The main observations are as follows:
Economic pattern – in May, the economic recovery began to show, showing a pattern of leading exports, bottoming investment and warming consumption as a whole: in May, various economic indicators increased, exports increased significantly, and in the category of fixed asset investment, manufacturing investment and infrastructure investment maintained an upward trend, becoming an important support for the economy, but real estate investment needs to be improved; Consumption has been moderately repaired. Referring to the recovery process after the epidemic in 2020, it is also expected to be slow this time.
Consumption status – the marginal of the consumer market has improved, and online channels have driven commodity retail to accelerate the repair; From the perspective of the industry, the consumption of daily rigid demand maintained a steady growth, while the overall rebound potential of upgraded consumption was stronger: in May, the social security sector turned positive from zero month on month, and consumption ushered in marginal improvement. Online retail growth accelerated, which may be an incremental driver in the middle of the year. In terms of industry distribution, the growth of daily rigid demand consumption fluctuated little, while the upgrading consumption sector showed a stronger rebound momentum as a whole, especially the automobile sales showed a deep “V” rebound under the joint support of the policy side and the supply side.
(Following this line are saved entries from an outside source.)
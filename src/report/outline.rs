//! Format-neutral layout of the welcome report.
//!
//! The HTML, DOCX and PDF renderers all walk the same `Section` list so the
//! three outputs carry identical content; each decides only how a block
//! looks.

use super::format::{capitalize, format_currency, format_number};
use super::WelcomeReport;
use crate::models::{
    CertificatesData, ConventionData, FinancialData, LegalData, MinutesData, MiscellaneousData,
    MonthlyValue, ParticipationKind, PersonnelData, ResultKind,
};

pub const COVER_BADGE: &str = "Relatório de Gestão";
pub const COVER_SUBTITLE: &str = "Boas Vindas à Nova Gestão";
pub const LETTER_TITLE: &str = "Carta de Apresentação";
pub const COMPANY_NAME: &str = "BAP Condomínios e Imóveis";
pub const SIGNATURE_TEAM: &str = "Time BAP";
pub const FOOTER_LINE: &str = "Relatório gerado pelo Sistema Boas Vindas BAP";

pub const LETTER_PARAGRAPHS: &[&str] = &[
    "É com grande satisfação que apresentamos este Relatório de Boas Vindas, preparado para apoiar os primeiros passos da sua gestão condominial.",
    "Informação clara e organizada é a base de uma administração eficiente e transparente. Reunimos aqui os principais dados do condomínio, extraídos dos documentos recebidos, para oferecer um retrato fiel da situação atual.",
    "A BAP Condomínios e Imóveis valoriza a parceria constante, a troca de informações e a proximidade com cada cliente. Estaremos ao seu lado em cada etapa, com suporte, orientação e as ferramentas necessárias para uma boa gestão.",
    "Conte sempre conosco para construir uma parceria sólida e duradoura, baseada em confiança, transparência e compromisso.",
];

pub const LETTER_CLOSING: &str = "Seja bem-vindo(a) e bom trabalho!";

/// Expense bars beyond this count are dropped.
const MAX_EXPENSE_BARS: usize = 8;

const MONTH_ORDER: [&str; 12] = [
    "Jan", "Fev", "Mar", "Abr", "Mai", "Jun", "Jul", "Ago", "Set", "Out", "Nov", "Dez",
];

#[derive(Debug, Clone, Copy, PartialEq, Eq)]
pub enum Tone {
    Neutral,
    Success,
    Alert,
}

#[derive(Debug, Clone, PartialEq)]
pub struct Bar {
    pub label: String,
    pub amount: f64,
    /// Share of the largest bar, 0..=100.
    pub percent: f64,
}

#[derive(Debug, Clone, PartialEq)]
pub enum Block {
    Subheading(String),
    Paragraph(String),
    /// Label/value rows. The last row is emphasized when `total` is set.
    Fields { rows: Vec<(String, String)>, total: bool },
    Table { header: Vec<String>, rows: Vec<Vec<String>> },
    Bullets(Vec<String>),
    Callout { tone: Tone, text: String },
    Bars(Vec<Bar>),
}

#[derive(Debug, Clone, PartialEq)]
pub struct Section {
    pub number: u8,
    pub title: &'static str,
    pub blocks: Vec<Block>,
}

impl Section {
    pub fn heading(&self) -> String {
        format!("{}. {}", self.number, self.title)
    }
}

/// `Prezado(a) <name>,` or the generic salutation.
pub fn greeting(report: &WelcomeReport) -> String {
    let name = report.manager_name.trim();
    if name.is_empty() {
        "Prezado(a) Síndico(a),".to_string()
    } else {
        format!("Prezado(a) {name},")
    }
}

/// Name shown on the cover.
pub fn display_name(report: &WelcomeReport) -> &str {
    let name = report.condominium_name.trim();
    if name.is_empty() {
        "Condomínio"
    } else {
        name
    }
}

/// Sections in fixed numbering; categories without data are omitted.
pub fn build_sections(report: &WelcomeReport) -> Vec<Section> {
    let mut sections = Vec::new();
    let mut push = |number: u8, title: &'static str, blocks: Option<Vec<Block>>| {
        if let Some(blocks) = blocks {
            sections.push(Section { number, title, blocks });
        }
    };

    push(1, "DADOS DO CONDOMÍNIO", report.convention.as_ref().map(convention_blocks));
    push(2, "GOVERNANÇA", report.minutes.as_ref().map(minutes_blocks));
    push(3, "SITUAÇÃO FINANCEIRA", report.financial.as_ref().map(financial_blocks));
    push(
        4,
        "CERTIDÕES E REGULARIDADE",
        report.certificates.as_ref().and_then(certificate_blocks),
    );
    push(5, "DEPARTAMENTO PESSOAL", report.personnel.as_ref().map(personnel_blocks));
    push(6, "SITUAÇÃO JURÍDICA", report.legal.as_ref().map(legal_blocks));
    push(7, "OUTROS DOCUMENTOS", report.miscellaneous.as_ref().map(miscellaneous_blocks));
    sections
}

// ═══════════════════════════════════════════
// Helpers
// ═══════════════════════════════════════════

/// Label/value rows with empty values skipped.
struct Rows(Vec<(String, String)>);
Macro regulation and control – the State Council comprehensively deployed the “package of policies and measures” to ensure that the economy returns to rational operation as soon as possible: on May 23, the executive meeting of the State Council deployed the “package of policies and measures to stabilize the economy”, and the main measures to stabilize the economy include: on the one hand, investment and consumption drive the rapid recovery of the economy, that is, using infrastructure investment to drive the positive cycle of the economy, and promoting consumption policies to release potential domestic demand; On the other hand, market players should be protected to ensure employment and people’s livelihood. The coordinated improvement of all links is expected to promote the economic recovery as soon as possible.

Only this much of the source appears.